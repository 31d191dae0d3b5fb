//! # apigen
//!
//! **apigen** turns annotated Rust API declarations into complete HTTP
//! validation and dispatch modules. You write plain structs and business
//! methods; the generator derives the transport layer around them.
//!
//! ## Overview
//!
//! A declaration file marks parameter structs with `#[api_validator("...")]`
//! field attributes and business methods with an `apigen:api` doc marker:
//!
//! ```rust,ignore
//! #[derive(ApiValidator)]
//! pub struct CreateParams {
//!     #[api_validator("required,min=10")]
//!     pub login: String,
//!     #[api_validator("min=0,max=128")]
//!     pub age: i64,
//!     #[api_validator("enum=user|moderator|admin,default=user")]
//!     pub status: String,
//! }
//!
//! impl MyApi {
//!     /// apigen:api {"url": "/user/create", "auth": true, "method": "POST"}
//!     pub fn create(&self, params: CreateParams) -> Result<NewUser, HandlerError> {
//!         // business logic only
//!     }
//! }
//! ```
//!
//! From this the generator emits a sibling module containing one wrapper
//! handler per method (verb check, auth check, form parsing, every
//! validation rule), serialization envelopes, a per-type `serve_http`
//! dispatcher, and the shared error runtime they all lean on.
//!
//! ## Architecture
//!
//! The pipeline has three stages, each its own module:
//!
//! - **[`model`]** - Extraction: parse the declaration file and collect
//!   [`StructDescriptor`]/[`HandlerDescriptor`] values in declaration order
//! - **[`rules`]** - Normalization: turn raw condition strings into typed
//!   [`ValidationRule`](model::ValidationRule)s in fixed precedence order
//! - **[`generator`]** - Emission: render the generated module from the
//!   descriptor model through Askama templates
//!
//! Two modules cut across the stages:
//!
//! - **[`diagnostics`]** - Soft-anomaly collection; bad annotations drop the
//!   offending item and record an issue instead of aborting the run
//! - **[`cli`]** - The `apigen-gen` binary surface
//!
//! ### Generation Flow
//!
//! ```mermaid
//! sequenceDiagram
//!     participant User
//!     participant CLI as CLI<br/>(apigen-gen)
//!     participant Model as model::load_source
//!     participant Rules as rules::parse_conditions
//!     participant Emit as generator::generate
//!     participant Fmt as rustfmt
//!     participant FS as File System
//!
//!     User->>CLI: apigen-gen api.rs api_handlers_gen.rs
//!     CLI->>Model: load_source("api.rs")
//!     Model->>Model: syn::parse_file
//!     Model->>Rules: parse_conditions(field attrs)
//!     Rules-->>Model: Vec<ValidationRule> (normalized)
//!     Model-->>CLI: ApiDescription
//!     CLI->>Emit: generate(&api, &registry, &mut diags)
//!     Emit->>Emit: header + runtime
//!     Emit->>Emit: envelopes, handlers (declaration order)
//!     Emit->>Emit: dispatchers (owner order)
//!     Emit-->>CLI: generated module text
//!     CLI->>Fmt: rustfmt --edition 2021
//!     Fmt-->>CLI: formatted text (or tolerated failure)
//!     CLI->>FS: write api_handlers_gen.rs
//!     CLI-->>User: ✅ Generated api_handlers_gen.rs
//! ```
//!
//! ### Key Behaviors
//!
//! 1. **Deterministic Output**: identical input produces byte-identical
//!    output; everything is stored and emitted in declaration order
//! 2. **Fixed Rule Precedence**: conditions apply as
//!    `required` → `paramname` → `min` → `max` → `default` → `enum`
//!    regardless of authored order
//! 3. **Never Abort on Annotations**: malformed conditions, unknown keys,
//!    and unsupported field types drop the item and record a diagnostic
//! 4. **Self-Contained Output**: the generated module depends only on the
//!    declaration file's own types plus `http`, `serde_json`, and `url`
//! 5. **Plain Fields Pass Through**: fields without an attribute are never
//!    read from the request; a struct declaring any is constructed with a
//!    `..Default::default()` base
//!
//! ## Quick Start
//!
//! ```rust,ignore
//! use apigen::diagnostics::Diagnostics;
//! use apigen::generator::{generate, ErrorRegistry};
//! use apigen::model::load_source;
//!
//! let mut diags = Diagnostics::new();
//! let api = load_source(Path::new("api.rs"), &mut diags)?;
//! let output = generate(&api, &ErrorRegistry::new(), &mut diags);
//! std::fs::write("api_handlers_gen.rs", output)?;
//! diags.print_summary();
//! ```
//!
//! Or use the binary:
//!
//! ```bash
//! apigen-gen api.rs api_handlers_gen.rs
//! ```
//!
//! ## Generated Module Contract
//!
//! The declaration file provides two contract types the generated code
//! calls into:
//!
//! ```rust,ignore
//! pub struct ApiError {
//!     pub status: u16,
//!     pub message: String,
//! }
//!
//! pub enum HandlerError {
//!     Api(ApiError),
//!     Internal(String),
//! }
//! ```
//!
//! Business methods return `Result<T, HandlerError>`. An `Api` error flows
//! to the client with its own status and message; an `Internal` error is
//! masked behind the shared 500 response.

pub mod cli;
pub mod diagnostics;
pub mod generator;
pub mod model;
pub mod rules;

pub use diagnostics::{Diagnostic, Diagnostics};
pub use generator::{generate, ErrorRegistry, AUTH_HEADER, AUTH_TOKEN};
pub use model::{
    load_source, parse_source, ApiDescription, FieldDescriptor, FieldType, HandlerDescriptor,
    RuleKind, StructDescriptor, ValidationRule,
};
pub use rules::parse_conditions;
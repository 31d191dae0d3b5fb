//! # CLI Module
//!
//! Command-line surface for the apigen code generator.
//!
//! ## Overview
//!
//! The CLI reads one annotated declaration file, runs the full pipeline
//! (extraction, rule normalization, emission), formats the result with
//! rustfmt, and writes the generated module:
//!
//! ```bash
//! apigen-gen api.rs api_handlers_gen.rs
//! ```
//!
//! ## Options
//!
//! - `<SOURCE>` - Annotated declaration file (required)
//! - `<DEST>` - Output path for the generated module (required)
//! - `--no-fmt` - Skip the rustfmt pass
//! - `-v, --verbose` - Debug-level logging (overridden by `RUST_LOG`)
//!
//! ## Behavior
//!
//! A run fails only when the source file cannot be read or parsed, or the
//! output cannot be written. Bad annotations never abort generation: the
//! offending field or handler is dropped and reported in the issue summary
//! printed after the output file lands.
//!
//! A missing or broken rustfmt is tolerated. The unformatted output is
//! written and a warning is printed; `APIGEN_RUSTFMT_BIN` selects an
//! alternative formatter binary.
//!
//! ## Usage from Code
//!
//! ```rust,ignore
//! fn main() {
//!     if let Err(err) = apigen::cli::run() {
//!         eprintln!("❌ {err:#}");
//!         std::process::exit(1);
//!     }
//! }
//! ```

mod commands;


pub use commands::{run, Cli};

━━━━━━

Produce an exact repeat of the lines from the one containing "pub mod cli;" through the last line of the data, and nothing more.

pub mod cli;
pub mod diagnostics;
pub mod generator;
pub mod model;
pub mod rules;

pub use diagnostics::{Diagnostic, Diagnostics};
pub use generator::{generate, ErrorRegistry, AUTH_HEADER, AUTH_TOKEN};
pub use model::{
    load_source, parse_source, ApiDescription, FieldDescriptor, FieldType, HandlerDescriptor,
    RuleKind, StructDescriptor, ValidationRule,
};
pub use rules::parse_conditions;
repository 31d191dae0d3b5fb
//! # CLI Module
//!
//! Command-line surface for the apigen code generator.
//!
//! ## Overview
//!
//! The CLI reads one annotated declaration file, runs the full pipeline
//! (extraction, rule normalization, emission), formats the result with
//! rustfmt, and writes the generated module:
//!
//! ```bash
//! apigen-gen api.rs api_handlers_gen.rs
//! ```
//!
//! ## Options
//!
//! - `<SOURCE>` - Annotated declaration file (required)
//! - `<DEST>` - Output path for the generated module (required)
//! - `--no-fmt` - Skip the rustfmt pass
//! - `-v, --verbose` - Debug-level logging (overridden by `RUST_LOG`)
//!
//! ## Behavior
//!
//! A run fails only when the source file cannot be read or parsed, or the
//! output cannot be written. Bad annotations never abort generation: the
//! offending field or handler is dropped and reported in the issue summary
//! printed after the output file lands.
//!
//! A missing or broken rustfmt is tolerated. The unformatted output is
//! written and a warning is printed; `APIGEN_RUSTFMT_BIN` selects an
//! alternative formatter binary.
//!
//! ## Usage from Code
//!
//! ```rust,ignore
//! fn main() {
//!     if let Err(err) = apigen::cli::run() {
//!         eprintln!("❌ {err:#}");
//!         std::process::exit(1);
//!     }
//! }
//! ```

mod commands;


pub use commands::{run, Cli};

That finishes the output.